PROBLEM TO SOLVE
Exact reproduction of the following data is required.

::::::::

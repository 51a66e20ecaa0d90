use argon2::{
    password_hash::{rand_core::OsRng, PasswordHash, PasswordHasher, PasswordVerifier, SaltString},
    Argon2,
};
use serde::{Deserialize, Deserializer};
use serde_json::Value;

use crate::errors::AppError;

pub fn hash_password(password: &str) -> Result<String, AppError> {
    Argon2::default()
        .hash_password(password.as_bytes(), &SaltString::generate(&mut OsRng))
        .map(|hash| hash.to_string())
        .map_err(|e| {
            log::error!("Failed to hash password: {}", e);
            AppError::PasswordError(e.to_string())
        })
}

pub fn verify_password(provided: &str, stored_hash: &str) -> Result<bool, AppError> {
    let parsed =
        PasswordHash::new(stored_hash).map_err(|e| AppError::PasswordError(e.to_string()))?;
    Ok(Argon2::default()
        .verify_password(provided.as_bytes(), &parsed)
        .is_ok())
}

/// Password policy for new accounts: 12-128 chars with a digit, a letter and a symbol.
pub fn check_password_strength(password: &str) -> Result<(), AppError> {
    if password.len() < 12 {
        return Err(AppError::validation(
            "Password must be at least 12 characters long",
        ));
    }
    if password.len() > 128 {
        return Err(AppError::validation(
            "Password must be at most 128 characters long",
        ));
    }
    if !password.chars().any(|c| c.is_ascii_digit())
        || !password.chars().any(|c| c.is_alphabetic())
        || !password
            .chars()
            .any(|c| "!@#$%^&*()_+-=[]{}|;':\",.<>?/".contains(c))
    {
        return Err(AppError::validation(
            "Password must contain at least one number, one letter and one special character",
        ));
    }
    Ok(())
}

pub fn now() -> String {
    chrono::Utc::now().to_rfc3339()
}

/// Integer coercion matching what the web forms send: numbers are truncated,
/// strings keep their leading integer prefix ("12 hojas" -> 12), and anything
/// that yields no digits, or zero, falls back to `default`.
pub fn coerce_int(value: &Value, default: i64) -> i64 {
    let parsed = match value {
        Value::Number(n) => n
            .as_i64()
            .or_else(|| n.as_f64().filter(|f| f.is_finite()).map(|f| f.trunc() as i64)),
        Value::String(s) => parse_int_prefix(s),
        _ => None,
    };
    match parsed {
        Some(0) | None => default,
        Some(n) => n,
    }
}

fn parse_int_prefix(raw: &str) -> Option<i64> {
    let trimmed = raw.trim_start();
    let (negative, rest) = match trimmed.as_bytes().first() {
        Some(b'-') => (true, &trimmed[1..]),
        Some(b'+') => (false, &trimmed[1..]),
        _ => (false, trimmed),
    };
    let digits: String = rest.chars().take_while(|c| c.is_ascii_digit()).collect();
    if digits.is_empty() {
        return None;
    }
    let magnitude = digits.parse::<i64>().ok()?;
    Some(if negative { -magnitude } else { magnitude })
}

/// Truthiness of a loosely typed flag: `true`, non-zero numbers, `"1"` and `"true"`.
pub fn is_truthy(value: &Value) -> bool {
    match value {
        Value::Bool(b) => *b,
        Value::Number(n) => n.as_f64().is_some_and(|f| f != 0.0),
        Value::String(s) => matches!(s.trim(), "1" | "true" | "TRUE" | "True"),
        _ => false,
    }
}

pub fn deserialize_truthy<'de, D>(deserializer: D) -> Result<bool, D::Error>
where
    D: Deserializer<'de>,
{
    let value = Value::deserialize(deserializer)?;
    Ok(is_truthy(&value))
}

pub fn trimmed(value: &str) -> Option<String> {
    let t = value.trim();
    if t.is_empty() {
        None
    } else {
        Some(t.to_owned())
    }
}

#[cfg(test)]
mod tests {
    use super::*;
    use serde_json::json;

    #[test]
    fn coerce_int_follows_form_semantics() {
        assert_eq!(coerce_int(&json!(9), 0), 9);
        assert_eq!(coerce_int(&json!(9.8), 0), 9);
        assert_eq!(coerce_int(&json!("12"), 0), 12);
        assert_eq!(coerce_int(&json!("  7 copias"), 0), 7);
        assert_eq!(coerce_int(&json!("abc"), 0), 0);
        assert_eq!(coerce_int(&json!(null), 1), 1);
        assert_eq!(coerce_int(&json!(true), 1), 1);
        // zero is falsy, so the multiplier default wins
        assert_eq!(coerce_int(&json!(0), 1), 1);
        assert_eq!(coerce_int(&json!("-3"), 0), -3);
    }

    #[test]
    fn truthiness() {
        assert!(is_truthy(&json!(1)));
        assert!(is_truthy(&json!(true)));
        assert!(is_truthy(&json!("1")));
        assert!(!is_truthy(&json!(0)));
        assert!(!is_truthy(&json!("0")));
        assert!(!is_truthy(&json!(null)));
    }

    #[test]
    fn password_round_trip() {
        let hash = hash_password("correct horse 9!").unwrap();
        assert!(verify_password("correct horse 9!", &hash).unwrap());
        assert!(!verify_password("wrong horse 9!", &hash).unwrap());
    }

    #[test]
    fn password_policy() {
        assert!(check_password_strength("short1!").is_err());
        assert!(check_password_strength("nodigitsatall!!").is_err());
        assert!(check_password_strength("abcdefgh1234").is_err());
        assert!(check_password_strength("abcdefgh123!").is_ok());
    }
}
//! Logging, compiled out unless the `defmt` feature is enabled. Only use these in statement position.

macro_rules! debug {
    ($($args:tt)*) => {
        #[cfg(feature = "defmt")]
        ::defmt::debug!($($args)*)
    };
}

macro_rules! info {
    ($($args:tt)*) => {
        #[cfg(feature = "defmt")]
        ::defmt::info!($($args)*)
    };
}

macro_rules! warn {
    ($($args:tt)*) => {
        #[cfg(feature = "defmt")]
        ::defmt::warn!($($args)*)
    };
}

macro_rules! error {
    ($($args:tt)*) => {
        #[cfg(feature = "defmt")]
        ::defmt::error!($($args)*)
    };
}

::::::::

FINAL ANSWER
repository 51a66e20ecaa0d90
use argon2::{
    password_hash::{rand_core::OsRng, PasswordHash, PasswordHasher, PasswordVerifier, SaltString},
    Argon2,
};
use serde::{Deserialize, Deserializer};
use serde_json::Value;

use crate::errors::AppError;

pub fn hash_password(password: &str) -> Result<String, AppError> {
    Argon2::default()
        .hash_password(password.as_bytes(), &SaltString::generate(&mut OsRng))
        .map(|hash| hash.to_string())
        .map_err(|e| {
            log::error!("Failed to hash password: {}", e);
            AppError::PasswordError(e.to_string())
        })
}

pub fn verify_password(provided: &str, stored_hash: &str) -> Result<bool, AppError> {
    let parsed =
        PasswordHash::new(stored_hash).map_err(|e| AppError::PasswordError(e.to_string()))?;
    Ok(Argon2::default()
        .verify_password(provided.as_bytes(), &parsed)
        .is_ok())
}

/// Password policy for new accounts: 12-128 chars with a digit, a letter and a symbol.
pub fn check_password_strength(password: &str) -> Result<(), AppError> {
    if password.len() < 12 {
        return Err(AppError::validation(
            "Password must be at least 12 characters long",
        ));
    }
    if password.len() > 128 {
        return Err(AppError::validation(
            "Password must be at most 128 characters long",
        ));
    }
    if !password.chars().any(|c| c.is_ascii_digit())
        || !password.chars().any(|c| c.is_alphabetic())
        || !password
            .chars()
            .any(|c| "!@#$%^&*()_+-=[]{}|;':\",.<>?/".contains(c))
    {
        return Err(AppError::validation(
            "Password must contain at least one number, one letter and one special character",
        ));
    }
    Ok(())
}

pub fn now() -> String {
    chrono::Utc::now().to_rfc3339()
}

/// Integer coercion matching what the web forms send: numbers are truncated,
/// strings keep their leading integer prefix ("12 hojas" -> 12), and anything
/// that yields no digits, or zero, falls back to `default`.
pub fn coerce_int(value: &Value, default: i64) -> i64 {
    let parsed = match value {
        Value::Number(n) => n
            .as_i64()
            .or_else(|| n.as_f64().filter(|f| f.is_finite()).map(|f| f.trunc() as i64)),
        Value::String(s) => parse_int_prefix(s),
        _ => None,
    };
    match parsed {
        Some(0) | None => default,
        Some(n) => n,
    }
}

fn parse_int_prefix(raw: &str) -> Option<i64> {
    let trimmed = raw.trim_start();
    let (negative, rest) = match trimmed.as_bytes().first() {
        Some(b'-') => (true, &trimmed[1..]),
        Some(b'+') => (false, &trimmed[1..]),
        _ => (false, trimmed),
    };
    let digits: String = rest.chars().take_while(|c| c.is_ascii_digit()).collect();
    if digits.is_empty() {
        return None;
    }
    let magnitude = digits.parse::<i64>().ok()?;
    Some(if negative { -magnitude } else { magnitude })
}

/// Truthiness of a loosely typed flag: `true`, non-zero numbers, `"1"` and `"true"`.
pub fn is_truthy(value: &Value) -> bool {
    match value {
        Value::Bool(b) => *b,
        Value::Number(n) => n.as_f64().is_some_and(|f| f != 0.0),
        Value::String(s) => matches!(s.trim(), "1" | "true" | "TRUE" | "True"),
        _ => false,
    }
}

pub fn deserialize_truthy<'de, D>(deserializer: D) -> Result<bool, D::Error>
where
    D: Deserializer<'de>,
{
    let value = Value::deserialize(deserializer)?;
    Ok(is_truthy(&value))
}

pub fn trimmed(value: &str) -> Option<String> {
    let t = value.trim();
    if t.is_empty() {
        None
    } else {
        Some(t.to_owned())
    }
}

#[cfg(test)]
mod tests {
    use super::*;
    use serde_json::json;

    #[test]
    fn coerce_int_follows_form_semantics() {
        assert_eq!(coerce_int(&json!(9), 0), 9);
        assert_eq!(coerce_int(&json!(9.8), 0), 9);
        assert_eq!(coerce_int(&json!("12"), 0), 12);
        assert_eq!(coerce_int(&json!("  7 copias"), 0), 7);
        assert_eq!(coerce_int(&json!("abc"), 0), 0);
        assert_eq!(coerce_int(&json!(null), 1), 1);
        assert_eq!(coerce_int(&json!(true), 1), 1);
        // zero is falsy, so the multiplier default wins
        assert_eq!(coerce_int(&json!(0), 1), 1);
        assert_eq!(coerce_int(&json!("-3"), 0), -3);
    }

    #[test]
    fn truthiness() {
        assert!(is_truthy(&json!(1)));
        assert!(is_truthy(&json!(true)));
        assert!(is_truthy(&json!("1")));
        assert!(!is_truthy(&json!(0)));
        assert!(!is_truthy(&json!("0")));
        assert!(!is_truthy(&json!(null)));
    }

    #[test]
    fn password_round_trip() {
        let hash = hash_password("correct horse 9!").unwrap();
        assert!(verify_password("correct horse 9!", &hash).unwrap());
        assert!(!verify_password("wrong horse 9!", &hash).unwrap());
    }

    #[test]
    fn password_policy() {
        assert!(check_password_strength("short1!").is_err());
        assert!(check_password_strength("nodigitsatall!!").is_err());
        assert!(check_password_strength("abcdefgh1234").is_err());
        assert!(check_password_strength("abcdefgh123!").is_ok());
    }
}
//! Logging, compiled out unless the `defmt` feature is enabled. Only use these in statement position.

macro_rules! debug {
    ($($args:tt)*) => {
        #[cfg(feature = "defmt")]
        ::defmt::debug!($($args)*)
    };
}

macro_rules! info {
    ($($args:tt)*) => {
        #[cfg(feature = "defmt")]
        ::defmt::info!($($args)*)
    };
}

macro_rules! warn {
    ($($args:tt)*) => {
        #[cfg(feature = "defmt")]
        ::defmt::warn!($($args)*)
    };
}

macro_rules! error {
    ($($args:tt)*) => {
        #[cfg(feature = "defmt")]
        ::defmt::error!($($args)*)
    };
}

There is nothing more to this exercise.